Google Ads for Local Businesses: A Practical Guide

Google Ads for Local Businesses: A Practical Guide

Stephen Ellul

·

March 7, 2026

Google Ads is the highest-intent advertising channel available to local businesses — your ad appears at the exact moment someone searches for what you sell in your area. For most local service businesses (plumbers, dentists, lawyers, restaurants), Search campaigns targeting service + location keywords, combined with call extensions and geo-targeting set to "Presence only," is the core setup that drives measurable results from day one.

When someone types "electrician near me" or "best Italian restaurant in Sliema" into Google, they are not browsing. They are buying. They have a need, they are looking for a solution, and they are ready to act.

That is the fundamental difference between Google Ads and every other advertising channel. You are not interrupting someone's scroll. You are showing up at the exact moment they are searching for what you sell. For local businesses, this is the highest-intent advertising channel available.

I have managed paid media campaigns across 90+ client accounts at The Growth Bully, including dozens of local businesses in Malta and across Europe. This guide covers everything a local business needs to know about Google Ads: campaign types, keyword strategy, geo-targeting, ad extensions, conversion tracking, and realistic budgets.

Why Should Local Businesses Use Google Ads?

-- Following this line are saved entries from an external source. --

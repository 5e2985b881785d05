//! Named relations.

use crate::error::Result;
use crate::named::object::{NamedObject, ObjectKind};
use crate::named::table::NameTable;
use crate::polyhedral::parser::parse_relation;
use crate::polyhedral::relation::{BinaryOp, IntegerRelation};
use crate::polyhedral::space::DimKind;
use serde::{Deserialize, Serialize};
use std::fmt;

/// A relation whose dimensions are referred to by name.
///
/// Input dimensions are the relation's domain coordinates and output
/// dimensions its range. Equality is strict (see [`NamedObject`]).
#[derive(Debug, Clone, PartialEq, Eq, Serialize, Deserialize)]
pub struct NamedRelation(NamedObject);

impl NamedRelation {
    /// Parse from the textual constraint language, e.g.
    /// `[n] -> { [i] -> [j] : 0 <= i, j < n }`.
    pub fn parse(source: &str) -> Result<NamedRelation> {
        NamedRelation::new(parse_relation(source)?)
    }

    /// Wrap an already-built positional relation, reading its dimension names.
    pub fn new(obj: IntegerRelation) -> Result<NamedRelation> {
        Ok(NamedRelation(NamedObject::new(obj, ObjectKind::Relation)?))
    }

    /// The shared named-object record.
    pub fn as_object(&self) -> &NamedObject {
        &self.0
    }

    /// Unwrap into the shared named-object record.
    pub fn into_object(self) -> NamedObject {
        self.0
    }

    /// The underlying positional object.
    pub fn positional(&self) -> &IntegerRelation {
        self.0.positional()
    }

    /// The name table.
    pub fn table(&self) -> &NameTable {
        self.0.table()
    }

    /// Number of dimensions of the given kind.
    pub fn dim(&self, kind: DimKind) -> usize {
        self.0.dim(kind)
    }

    /// All dimension names, in table order.
    pub fn dim_names(&self) -> Vec<&str> {
        self.0.dim_names()
    }

    /// Look up the slot of a dimension name.
    pub fn get(&self, name: &str) -> Result<(DimKind, usize)> {
        self.0.get(name)
    }

    /// Point membership: does the relation hold between `ins` and `outs`?
    pub fn contains(&self, params: &[i64], ins: &[i64], outs: &[i64]) -> bool {
        self.0.contains(params, ins, outs)
    }

    /// Reshape into the space described by `target`.
    pub fn align_to(&self, target: &NameTable) -> Result<NamedRelation> {
        Ok(NamedRelation(self.0.align_to(target)?))
    }

    /// Align this relation and `other` into one unified space.
    pub fn align_with(&self, other: &NamedRelation) -> Result<(NamedRelation, NamedRelation)> {
        let (a, b) = self.0.align_with(&other.0)?;
        Ok((NamedRelation(a), NamedRelation(b)))
    }

    /// Align with `other` and apply a positional binary operator.
    pub fn apply(&self, other: &NamedRelation, op: BinaryOp) -> Result<NamedRelation> {
        Ok(NamedRelation(self.0.apply(&other.0, op)?))
    }

    /// Intersection over the unified space of both relations.
    pub fn intersect(&self, other: &NamedRelation) -> Result<NamedRelation> {
        self.apply(other, BinaryOp::Intersect)
    }

    /// Union over the unified space of both relations.
    pub fn union(&self, other: &NamedRelation) -> Result<NamedRelation> {
        self.apply(other, BinaryOp::Union)
    }
}

impl From<NamedRelation> for NamedObject {
    fn from(rel: NamedRelation) -> NamedObject {
        rel.0
    }
}

impl fmt::Display for NamedRelation {
    fn fmt(&self, f: &mut fmt::Formatter<'_>) -> fmt::Result {
        self.0.fmt(f)
    }
}
//! Spaces describe the dimension layout of sets and relations.
//!
//! A space records, per dimension kind, how many dimensions an object has
//! and an optional name tag for each one:
//! - Parameter dimensions (symbolic constants)
//! - Input dimensions (the domain of a relation; sets have none)
//! - Output dimensions (the range of a relation, or a set's coordinates)

use crate::error::{NamedPolyError, Result};
use serde::{Deserialize, Serialize};
use std::fmt;

/// The kind of a dimension.
#[derive(Debug, Clone, Copy, PartialEq, Eq, Hash, Serialize, Deserialize)]
pub enum DimKind {
    /// Parameter (symbolic constant) dimension
    Param,
    /// Input (domain) dimension, relations only
    In,
    /// Output (range/coordinate) dimension
    Out,
}

impl DimKind {
    /// All kinds, in the canonical iteration order.
    pub const ALL: [DimKind; 3] = [DimKind::Param, DimKind::In, DimKind::Out];
}

impl fmt::Display for DimKind {
    fn fmt(&self, f: &mut fmt::Formatter<'_>) -> fmt::Result {
        match self {
            DimKind::Param => write!(f, "param"),
            DimKind::In => write!(f, "in"),
            DimKind::Out => write!(f, "out"),
        }
    }
}

/// The dimension layout of a positional object.
///
/// Name tags are carried per slot and may be absent; the engine itself never
/// reasons about them except in [`Space::mapping_onto`], where they drive the
/// dimension matching for alignment.
#[derive(Debug, Clone, PartialEq, Eq, Serialize, Deserialize)]
pub struct Space {
    n_param: usize,
    n_in: usize,
    n_out: usize,
    param_names: Vec<Option<String>>,
    in_names: Vec<Option<String>>,
    out_names: Vec<Option<String>>,
}

impl Space {
    /// Create a set space (no input dimensions).
    pub fn set(n_out: usize, n_param: usize) -> Self {
        Self::relation(0, n_out, n_param)
    }

    /// Create a relation space.
    pub fn relation(n_in: usize, n_out: usize, n_param: usize) -> Self {
        Self {
            n_param,
            n_in,
            n_out,
            param_names: vec![None; n_param],
            in_names: vec![None; n_in],
            out_names: vec![None; n_out],
        }
    }

    /// Number of dimensions of the given kind.
    pub fn dim(&self, kind: DimKind) -> usize {
        match kind {
            DimKind::Param => self.n_param,
            DimKind::In => self.n_in,
            DimKind::Out => self.n_out,
        }
    }

    /// Total number of dimensions across all kinds.
    pub fn total_dim(&self) -> usize {
        self.n_param + self.n_in + self.n_out
    }

    /// Check if this is a set space (no input dimensions).
    pub fn is_set(&self) -> bool {
        self.n_in == 0
    }

    /// Check if this is a relation space (has input dimensions).
    pub fn is_relation(&self) -> bool {
        self.n_in > 0
    }

    fn names(&self, kind: DimKind) -> &[Option<String>] {
        match kind {
            DimKind::Param => &self.param_names,
            DimKind::In => &self.in_names,
            DimKind::Out => &self.out_names,
        }
    }

    fn names_mut(&mut self, kind: DimKind) -> &mut Vec<Option<String>> {
        match kind {
            DimKind::Param => &mut self.param_names,
            DimKind::In => &mut self.in_names,
            DimKind::Out => &mut self.out_names,
        }
    }

    /// Get the name tag of a dimension, if any.
    pub fn dim_name(&self, kind: DimKind, idx: usize) -> Option<&str> {
        self.names(kind).get(idx)?.as_deref()
    }

    /// Return a copy of this space with one name tag replaced.
    pub fn with_dim_name(mut self, kind: DimKind, idx: usize, name: impl Into<String>) -> Self {
        let slots = self.names_mut(kind);
        assert!(idx < slots.len(), "dimension index out of range");
        slots[idx] = Some(name.into());
        self
    }

    /// Find a dimension of the given kind by its name tag.
    pub fn find_dim(&self, kind: DimKind, name: &str) -> Option<usize> {
        self.names(kind)
            .iter()
            .position(|n| n.as_deref() == Some(name))
    }

    /// Check that per-kind counts agree with another space.
    pub fn counts_match(&self, other: &Space) -> bool {
        DimKind::ALL.iter().all(|&k| self.dim(k) == other.dim(k))
    }

    /// Compute the dimension mapping that aligns this space onto `template`.
    ///
    /// Dimensions are matched by name tag within their kind. Dimensions of
    /// `template` that this space lacks become fresh slots; dimensions of this
    /// space absent from `template` are appended after the template's own (in
    /// this space's order) when `obj_bigger_ok`, and are an error otherwise.
    /// No dimension of this space is ever dropped.
    pub fn mapping_onto(&self, template: &Space, obj_bigger_ok: bool) -> Result<DimMapping> {
        let mut target = template.clone();
        let mut maps = DimMapping::empty();

        for &kind in &DimKind::ALL {
            let mut next_free = template.dim(kind);
            let mut map = Vec::with_capacity(self.dim(kind));
            for idx in 0..self.dim(kind) {
                let name = self
                    .dim_name(kind, idx)
                    .ok_or(NamedPolyError::UnnamedDimension { kind, index: idx })?;
                match template.find_dim(kind, name) {
                    Some(pos) => map.push(pos),
                    None if obj_bigger_ok => {
                        target.names_mut(kind).push(Some(name.to_string()));
                        match kind {
                            DimKind::Param => target.n_param += 1,
                            DimKind::In => target.n_in += 1,
                            DimKind::Out => target.n_out += 1,
                        }
                        map.push(next_free);
                        next_free += 1;
                    }
                    None => {
                        return Err(NamedPolyError::IncompatibleSpace(format!(
                            "{} dimension \"{}\" has no slot in the target space",
                            kind, name
                        )));
                    }
                }
            }
            *maps.map_mut(kind) = map;
        }

        maps.target = target;
        Ok(maps)
    }
}

/// A per-kind permutation/padding plan produced by [`Space::mapping_onto`].
#[derive(Debug, Clone)]
pub struct DimMapping {
    /// The space the object will occupy after remapping.
    pub target: Space,
    param_map: Vec<usize>,
    in_map: Vec<usize>,
    out_map: Vec<usize>,
}

impl DimMapping {
    fn empty() -> Self {
        Self {
            target: Space::relation(0, 0, 0),
            param_map: Vec::new(),
            in_map: Vec::new(),
            out_map: Vec::new(),
        }
    }

    /// New index of the dimension `(kind, old_idx)`.
    pub fn map(&self, kind: DimKind, old_idx: usize) -> usize {
        match kind {
            DimKind::Param => self.param_map[old_idx],
            DimKind::In => self.in_map[old_idx],
            DimKind::Out => self.out_map[old_idx],
        }
    }

    fn map_mut(&mut self, kind: DimKind) -> &mut Vec<usize> {
        match kind {
            DimKind::Param => &mut self.param_map,
            DimKind::In => &mut self.in_map,
            DimKind::Out => &mut self.out_map,
        }
    }
}

impl fmt::Display for Space {
    fn fmt(&self, f: &mut fmt::Formatter<'_>) -> fmt::Result {
        if self.is_relation() {
            write!(f, "[{}] -> [{}]", self.n_in, self.n_out)?;
        } else {
            write!(f, "[{}]", self.n_out)?;
        }
        if self.n_param > 0 {
            write!(f, " : {} params", self.n_param)?;
        }
        Ok(())
    }
}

Local businesses operate within a defined geography. Your customers are within a specific radius. Google Ads lets you reach them at the moment they are actively searching for your product or service in your area.

High intent. Search advertising captures demand that already exists. Someone searching "plumber Valletta" needs a plumber in Valletta right now. Compare that to a social media ad, which interrupts someone who might need a plumber someday. Both have their place, but for immediate demand capture, nothing beats search.

Geographic precision. Google allows you to target by country, region, city, postcode, or a custom radius around your business. In a small market like Malta, you can target the entire island. In a larger market, you can target the specific neighbourhoods you serve.

Measurable from day one. Every click, call, form submission, and direction request can be tracked. You know exactly what you are spending and what you are getting back. No guesswork.

Scalable. Start small, prove the return, then increase investment. Google Ads does not require a large upfront commitment. You can begin with a modest daily budget and scale as you see results.

Competitive levelling. A well-run Google Ads campaign for a small local business can outperform a larger competitor with a bigger brand but a poorly managed account. The platform rewards relevance and quality, not just budget.

What Campaign Types Should Local Businesses Use?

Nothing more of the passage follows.